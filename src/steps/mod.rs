//! The executable steps of the analysis pipeline.
//!
//! Each step holds its own collaborator handles and turns a snapshot into a
//! [`StepPartial`](crate::step::StepPartial). Provider failures are handled
//! inside the steps that can continue degraded; the ones that cannot return
//! a [`StepError`](crate::step::StepError) and let the driver record it.

pub mod agents;
pub mod analysis;
pub mod change_fetch;
pub mod comment_publish;
pub mod discovery;
pub mod report_render;
pub mod repo_scan;
pub mod validation;

pub use agents::{CorrectionStep, DiagramArchitectStep, TechnicalWriterStep};
pub use analysis::AnalysisStep;
pub use change_fetch::ChangeFetchStep;
pub use comment_publish::CommentPublishStep;
pub use discovery::DocDiscoveryStep;
pub use report_render::ReportRenderStep;
pub use repo_scan::RepoScanStep;
pub use validation::ValidationStep;
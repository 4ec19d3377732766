//! Channel element types that need more structure than a scalar.
//!
//! Most channels carry plain domain records from [`crate::model`]; the error
//! list carries the [`errors::RunError`] event defined here.

pub mod errors;

pub use errors::{ErrorScope, RunError};
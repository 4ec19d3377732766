//! Scans the repository for documentation and, when there is none, for
//! source context to analyze instead.

use std::sync::Arc;

use async_trait::async_trait;
use tracing::{info, instrument, warn};

use crate::channels::RunError;
use crate::model::{DocCoverage, DocumentationStatus, summarize_repo_structure};
use crate::providers::RepoInventory;
use crate::state::StateSnapshot;
use crate::step::{Step, StepContext, StepError, StepPartial};
use crate::types::StepId;

pub struct RepoScanStep {
    inventory: Arc<dyn RepoInventory>,
}

impl RepoScanStep {
    #[must_use]
    pub fn new(inventory: Arc<dyn RepoInventory>) -> Self {
        RepoScanStep { inventory }
    }
}

#[async_trait]
impl Step for RepoScanStep {
    #[instrument(skip_all)]
    async fn run(
        &self,
        snapshot: StateSnapshot,
        _ctx: StepContext,
    ) -> Result<StepPartial, StepError> {
        let Some(metadata) = &snapshot.change_metadata else {
            warn!("no change metadata available for repo scan");
            return Ok(StepPartial::new().with_error(RunError::step(
                StepId::RepoScan,
                "no change metadata available for repo scan",
            )));
        };
        let (owner, repo, branch) = (&metadata.owner, &metadata.repo, &metadata.base_branch);
        info!(%owner, %repo, %branch, "scanning repository");

        let documentation = match self.inventory.fetch_documentation(owner, repo, branch).await {
            Ok(files) => files,
            Err(provider_error) => {
                warn!(error = %provider_error, "repository scan failed");
                return Ok(StepPartial::new().with_error(RunError::step(
                    StepId::RepoScan,
                    format!("failed to scan repository: {provider_error}"),
                )));
            }
        };
        info!(count = documentation.len(), "documentation files found");

        let status = DocumentationStatus::summarize(&documentation);
        info!(coverage = ?status.coverage, "documentation status");

        let mut partial = StepPartial::new();

        match self.inventory.list_files(owner, repo, branch).await {
            Ok(all_files) => {
                partial.repo_structure = Some(summarize_repo_structure(&all_files));
            }
            Err(provider_error) => {
                warn!(error = %provider_error, "file listing failed");
                partial = partial.with_error(RunError::step(
                    StepId::RepoScan,
                    format!("failed to list repository files: {provider_error}"),
                ));
            }
        }

        // without documentation to audit, source files carry the analysis
        if status.coverage == DocCoverage::Missing {
            info!("documentation missing, fetching source files for analysis");
            match self.inventory.fetch_sources(owner, repo, branch).await {
                Ok(sources) => {
                    info!(count = sources.len(), "source files fetched");
                    partial.source_files = Some(sources);
                }
                Err(provider_error) => {
                    warn!(error = %provider_error, "source fetch failed");
                    partial = partial.with_error(RunError::step(
                        StepId::RepoScan,
                        format!("failed to fetch source files: {provider_error}"),
                    ));
                }
            }
        }

        partial.documentation_files = Some(documentation);
        partial.documentation_status = Some(status);
        Ok(partial)
    }
}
* * * * *
Reply with the complete records, restated exactly.

filename src/steps/mod.rs
//! The executable steps of the analysis pipeline.
//!
//! Each step holds its own collaborator handles and turns a snapshot into a
//! [`StepPartial`](crate::step::StepPartial). Provider failures are handled
//! inside the steps that can continue degraded; the ones that cannot return
//! a [`StepError`](crate::step::StepError) and let the driver record it.

pub mod agents;
pub mod analysis;
pub mod change_fetch;
pub mod comment_publish;
pub mod discovery;
pub mod report_render;
pub mod repo_scan;
pub mod validation;

pub use agents::{CorrectionStep, DiagramArchitectStep, TechnicalWriterStep};
pub use analysis::AnalysisStep;
pub use change_fetch::ChangeFetchStep;
pub use comment_publish::CommentPublishStep;
pub use discovery::DocDiscoveryStep;
pub use report_render::ReportRenderStep;
pub use repo_scan::RepoScanStep;
pub use validation::ValidationStep;
repository 4ec19d3377732766
//! Channel element types that need more structure than a scalar.
//!
//! Most channels carry plain domain records from [`crate::model`]; the error
//! list carries the [`errors::RunError`] event defined here.

pub mod errors;

pub use errors::{ErrorScope, RunError};
repository 4ec19d3377732766
//! Scans the repository for documentation and, when there is none, for
//! source context to analyze instead.

use std::sync::Arc;

use async_trait::async_trait;
use tracing::{info, instrument, warn};

use crate::channels::RunError;
use crate::model::{DocCoverage, DocumentationStatus, summarize_repo_structure};
use crate::providers::RepoInventory;
use crate::state::StateSnapshot;
use crate::step::{Step, StepContext, StepError, StepPartial};
use crate::types::StepId;

pub struct RepoScanStep {
    inventory: Arc<dyn RepoInventory>,
}

impl RepoScanStep {
    #[must_use]
    pub fn new(inventory: Arc<dyn RepoInventory>) -> Self {
        RepoScanStep { inventory }
    }
}

#[async_trait]
impl Step for RepoScanStep {
    #[instrument(skip_all)]
    async fn run(
        &self,
        snapshot: StateSnapshot,
        _ctx: StepContext,
    ) -> Result<StepPartial, StepError> {
        let Some(metadata) = &snapshot.change_metadata else {
            warn!("no change metadata available for repo scan");
            return Ok(StepPartial::new().with_error(RunError::step(
                StepId::RepoScan,
                "no change metadata available for repo scan",
            )));
        };
        let (owner, repo, branch) = (&metadata.owner, &metadata.repo, &metadata.base_branch);
        info!(%owner, %repo, %branch, "scanning repository");

        let documentation = match self.inventory.fetch_documentation(owner, repo, branch).await {
            Ok(files) => files,
            Err(provider_error) => {
                warn!(error = %provider_error, "repository scan failed");
                return Ok(StepPartial::new().with_error(RunError::step(
                    StepId::RepoScan,
                    format!("failed to scan repository: {provider_error}"),
                )));
            }
        };
        info!(count = documentation.len(), "documentation files found");

        let status = DocumentationStatus::summarize(&documentation);
        info!(coverage = ?status.coverage, "documentation status");

        let mut partial = StepPartial::new();

        match self.inventory.list_files(owner, repo, branch).await {
            Ok(all_files) => {
                partial.repo_structure = Some(summarize_repo_structure(&all_files));
            }
            Err(provider_error) => {
                warn!(error = %provider_error, "file listing failed");
                partial = partial.with_error(RunError::step(
                    StepId::RepoScan,
                    format!("failed to list repository files: {provider_error}"),
                ));
            }
        }

        // without documentation to audit, source files carry the analysis
        if status.coverage == DocCoverage::Missing {
            info!("documentation missing, fetching source files for analysis");
            match self.inventory.fetch_sources(owner, repo, branch).await {
                Ok(sources) => {
                    info!(count = sources.len(), "source files fetched");
                    partial.source_files = Some(sources);
                }
                Err(provider_error) => {
                    warn!(error = %provider_error, "source fetch failed");
                    partial = partial.with_error(RunError::step(
                        StepId::RepoScan,
                        format!("failed to fetch source files: {provider_error}"),
                    ));
                }
            }
        }

        partial.documentation_files = Some(documentation);
        partial.documentation_status = Some(status);
        Ok(partial)
    }
}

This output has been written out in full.